The cottage is in Old Amersham which if you don’t know is a lovely little market town in the heart of the Chiltern hills. Most of the local property is old and built using timber frame construction. On researching the property it looks like it was built around 1740 and is considered one of the older property’s in the area.

There is a lovely Market hall which apparently dates from 1682 and more recently is known for the Kings Arms pub which featured in the film Four Weddings and a Funeral.

Kings Arms Amersham

So how did we find the house?

Well, it was a warm sunny Saturday morning in January and we were taking Angus on his regular morning walk to the local park when we spotted a ‘For Sale’ sign go up on this charming little cottage in the high street. We’d been looking for a small renovation project for a while. Nothing too ambitious, just enough for the two of us to get our teeth into.

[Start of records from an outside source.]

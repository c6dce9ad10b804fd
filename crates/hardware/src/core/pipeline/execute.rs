//! Execute unit of the in-order pipeline.
//!
//! The unit issues at most one micro-op per cycle from the head of its input buffer
//! and completes micro-ops strictly in program order. It performs:
//! 1. **Issue:** Source operands come from the register file or are forwarded by
//!    the [`RegDepMap`]; a pending writer, a busy port, or (for loads) an
//!    uncommitted older store stalls the input buffer.
//! 2. **Memory:** Loads and stores generate their addresses at issue; load reads are
//!    requested with the micro-op's sequence id and polled until their data arrives.
//! 3. **Completion:** A micro-op executes once its latency has elapsed and its data
//!    is present, then moves to the completion buffer.
//! 4. **Branches:** Resolved branches train the predictor; a misprediction raises a
//!    flush and discards every younger micro-op still in flight.

use std::collections::VecDeque;

use tracing::debug;

use crate::common::reg::RegisterFileSet;
use crate::core::pipeline::buffer::PipelineBuffer;
use crate::core::pipeline::reg_dep::{Dependency, RegDepMap};
use crate::core::units::bru::BranchPredictor;
use crate::core::units::lsu::Lsu;
use crate::isa::instruction::Instruction;
use crate::memory::MemoryInterface;

/// Core state the execute unit reads and updates.
#[derive(Debug)]
pub struct ExecuteContext<'a, P> {
    /// Architectural registers (read only; writeback owns updates).
    pub registers: &'a RegisterFileSet,
    /// In-flight writers and forwarded results.
    pub reg_dep: &'a mut RegDepMap,
    /// Store tracking for load ordering.
    pub lsu: &'a mut Lsu,
    /// Data memory interface.
    pub memory: &'a mut dyn MemoryInterface,
    /// Branch predictor.
    pub predictor: &'a mut P,
}

#[derive(Clone, Debug)]
struct InFlight {
    uop: Instruction,
    remaining: u16,
}

/// Execute stage.
#[derive(Clone, Debug)]
pub struct ExecuteUnit {
    in_flight: VecDeque<InFlight>,
    port_busy: Vec<u16>,

    should_flush: bool,
    flush_address: u64,
    flush_sequence_id: u64,

    branches_executed: u64,
    branch_mispredicts: u64,
    dependency_stalls: u64,
    port_busy_stalls: u64,
    memory_order_stalls: u64,
}

impl ExecuteUnit {
    /// Creates a unit with `ports` execution ports.
    pub fn new(ports: usize) -> Self {
        Self {
            in_flight: VecDeque::new(),
            port_busy: vec![0; ports],
            should_flush: false,
            flush_address: 0,
            flush_sequence_id: 0,
            branches_executed: 0,
            branch_mispredicts: 0,
            dependency_stalls: 0,
            port_busy_stalls: 0,
            memory_order_stalls: 0,
        }
    }

    /// Runs one execute cycle.
    ///
    /// # Arguments
    ///
    /// * `input` - Decode-to-execute buffer; stalled while its head cannot issue.
    /// * `output` - Completion buffer read by writeback.
    /// * `ctx` - Registers, dependency map, LSU, data memory and predictor.
    pub fn tick<P: BranchPredictor>(
        &mut self,
        input: &mut PipelineBuffer<Instruction>,
        output: &mut PipelineBuffer<Instruction>,
        ctx: &mut ExecuteContext<'_, P>,
    ) {
        self.should_flush = false;
        for busy in &mut self.port_busy {
            *busy = busy.saturating_sub(1);
        }
        self.collect_load_data(ctx.memory);
        for entry in &mut self.in_flight {
            entry.remaining = entry.remaining.saturating_sub(1);
        }

        self.complete(output, ctx);
        if self.should_flush {
            return;
        }
        self.issue(input, ctx);
    }

    fn collect_load_data(&mut self, memory: &mut dyn MemoryInterface) {
        for read in memory.completed_reads() {
            if let Some(entry) = self
                .in_flight
                .iter_mut()
                .find(|e| e.uop.sequence_id() == read.request_id && e.uop.is_load())
            {
                entry.uop.supply_data(read.target.address, read.value());
            }
        }
        memory.clear_completed_reads();
    }

    fn complete<P: BranchPredictor>(
        &mut self,
        output: &mut PipelineBuffer<Instruction>,
        ctx: &mut ExecuteContext<'_, P>,
    ) {
        for slot in output.tail_slots_mut() {
            if slot.is_some() {
                continue;
            }
            let ready = self.in_flight.front().is_some_and(|e| {
                e.remaining == 0 && (e.uop.data_pending() == 0 || e.uop.exception_encountered())
            });
            if !ready {
                break;
            }
            let Some(InFlight { mut uop, .. }) = self.in_flight.pop_front() else {
                break;
            };

            if !uop.exception_encountered() {
                uop.execute();
            }
            if !uop.exception_encountered() {
                // Store-conditional results are only known at commit.
                if !uop.is_store_conditional() {
                    ctx.reg_dep.forward(&uop);
                }
                if uop.is_branch() {
                    self.resolve_branch(&uop, ctx.predictor);
                }
            }
            *slot = Some(uop);

            if self.should_flush {
                self.discard_in_flight(ctx);
                break;
            }
        }
    }

    fn resolve_branch(&mut self, uop: &Instruction, predictor: &mut impl BranchPredictor) {
        self.branches_executed += 1;
        predictor.update(
            uop.instruction_address(),
            uop.was_branch_taken(),
            uop.branch_address(),
            uop.branch_type(),
            uop.instruction_id(),
        );
        if uop.was_branch_mispredicted() {
            self.branch_mispredicts += 1;
            self.should_flush = true;
            self.flush_address = uop.branch_address();
            self.flush_sequence_id = uop.sequence_id();
            debug!(
                address = format_args!("{:#x}", uop.instruction_address()),
                target = format_args!("{:#x}", uop.branch_address()),
                "branch mispredicted"
            );
        }
    }

    /// Discards every in-flight micro-op; all are younger than the flushing branch.
    fn discard_in_flight<P: BranchPredictor>(&mut self, ctx: &mut ExecuteContext<'_, P>) {
        for entry in self.in_flight.drain(..).rev() {
            if entry.uop.is_branch() {
                ctx.predictor.flush(entry.uop.instruction_address());
            }
        }
        ctx.reg_dep.flush_younger(self.flush_sequence_id);
        ctx.lsu.flush_younger(self.flush_sequence_id);
    }

    fn issue<P: BranchPredictor>(
        &mut self,
        input: &mut PipelineBuffer<Instruction>,
        ctx: &mut ExecuteContext<'_, P>,
    ) {
        let slots = input.head_slots_mut();
        if let Some(slot) = slots.iter_mut().find(|slot| slot.is_some()) {
            let port = slot.as_mut().and_then(|uop| self.ready_port(uop, ctx));
            if let Some(port) = port {
                if let Some(uop) = slot.take() {
                    self.dispatch(uop, port, ctx);
                }
            }
        }
        let waiting = input.head_slots().iter().any(Option::is_some);
        input.stall(waiting);
    }

    /// Checks whether `uop` can issue this cycle, supplying any available operands.
    ///
    /// # Returns
    ///
    /// `None` if it must wait, otherwise the port it issues to (`Some(None)` for a
    /// micro-op that carries an exception and occupies no port).
    fn ready_port<P>(
        &mut self,
        uop: &mut Instruction,
        ctx: &mut ExecuteContext<'_, P>,
    ) -> Option<Option<usize>> {
        // An empty port list raises NoAvailablePort inside `supported_ports`.
        if uop.exception_encountered() || uop.supported_ports().is_empty() {
            return Some(None);
        }
        let Some(port) = uop
            .execution_info()
            .ports
            .iter()
            .map(|&p| usize::from(p))
            .find(|&p| self.port_busy.get(p).is_none_or(|&busy| busy == 0))
        else {
            self.port_busy_stalls += 1;
            return None;
        };

        let sources = uop.source_registers().to_vec();
        for (i, reg) in sources.into_iter().enumerate() {
            if uop.is_operand_ready(i) {
                continue;
            }
            match ctx.reg_dep.lookup(reg) {
                Dependency::Clear => uop.supply_operand(i, ctx.registers.get(reg)),
                Dependency::Forwarded(value) => uop.supply_operand(i, value),
                Dependency::Pending => {
                    self.dependency_stalls += 1;
                    return None;
                }
            }
        }

        if uop.is_load() && ctx.lsu.has_uncommitted_stores() {
            self.memory_order_stalls += 1;
            return None;
        }
        Some(Some(port))
    }

    fn dispatch<P>(&mut self, mut uop: Instruction, port: Option<usize>, ctx: &mut ExecuteContext<'_, P>) {
        ctx.reg_dep.insert(&uop);
        ctx.lsu.track_store(&uop);

        if !uop.exception_encountered() && (uop.is_load() || uop.is_store_address()) {
            let targets = uop.generate_addresses().to_vec();
            if uop.is_load() && !uop.exception_encountered() {
                for target in targets {
                    ctx.memory.request_read(target, uop.sequence_id());
                }
            }
        }

        if let Some(busy) = port.and_then(|p| self.port_busy.get_mut(p)) {
            *busy = uop.stall_cycles();
        }
        self.in_flight.push_back(InFlight {
            remaining: uop.latency(),
            uop,
        });
    }

    /// Discards everything in flight after an exception.
    pub fn flush(&mut self, predictor: &mut impl BranchPredictor) {
        for entry in self.in_flight.drain(..).rev() {
            if entry.uop.is_branch() {
                predictor.flush(entry.uop.instruction_address());
            }
        }
        self.should_flush = false;
    }

    /// Returns `true` if the last cycle resolved a mispredicted branch.
    pub const fn should_flush(&self) -> bool {
        self.should_flush
    }

    /// Address fetch must resume at after a misprediction.
    pub const fn flush_address(&self) -> u64 {
        self.flush_address
    }

    /// Returns `true` if nothing is in flight.
    pub fn is_empty(&self) -> bool {
        self.in_flight.is_empty()
    }

    /// Branches resolved.
    pub const fn branches_executed(&self) -> u64 {
        self.branches_executed
    }

    /// Branches resolved against their prediction.
    pub const fn branch_mispredicts(&self) -> u64 {
        self.branch_mispredicts
    }

    /// Cycles the head waited for an operand.
    pub const fn dependency_stalls(&self) -> u64 {
        self.dependency_stalls
    }

    /// Cycles the head waited for a free port.
    pub const fn port_busy_stalls(&self) -> u64 {
        self.port_busy_stalls
    }

    /// Cycles a load waited for older stores to commit.
    pub const fn memory_order_stalls(&self) -> u64 {
        self.memory_order_stalls
    }
}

So we took a closer look and found it was a typical mid terrace period property with a modest garden, at the end of which was a beautiful crystal clear river. Looking beyond the river was the local cricket field complete with local pub. Just heavenly.

As soon as we came back from walking Angus we rang the agent and set up a viewing the very next day. (You need to move fast round here if you want something)

The viewing went well but it was clear this lovely little house was going to be a challenge, not least as it had suffered from major water ingress at some point probably leaky roof which had left a nasty stain in most of the upstairs ceilings.  Aside from the challenges brought on from the age of the property it had an open plan staircase probably from the 70’s and a large inglenook fireplace (with bread oven apparently) which had been boarded up at some point and replaced with a gas fire.

70's staircase

The boiler was in need of urgent attention and the heating system needed replacing.

There was no time to lose! We had to put an offer in as houses in the high street rarely come up for sale… and almost never within our budget.

Monday morning came and I picked up the phone to the agent and put in an offer. After haggling for 10 minutes we settled on a price!

Job done … or so we thought.

We then found out the cottage is grade 2 listed and in a conservation area (basically means we can’t touch the outside without the consent of the local planners and the conservation officer)

Building Survey

We commissioned a structural survey report and much of what we feared came true. This is clearly going to be a slightly larger project than we first thought but we are determined to get this beautiful little house back to its former glory.

Exchanged Contracts

On Friday the 7th of April we exchanged contracts and we’re scheduled to complete on the 19th when we finally get to collect the keys. We are both soooooo excited about the project and can’t wait to share our progress with anyone that wants to listen. 🙂

As soon as we have the keys we’ll post another update around how we plan to approach the project.

Back soon.

Best wishes.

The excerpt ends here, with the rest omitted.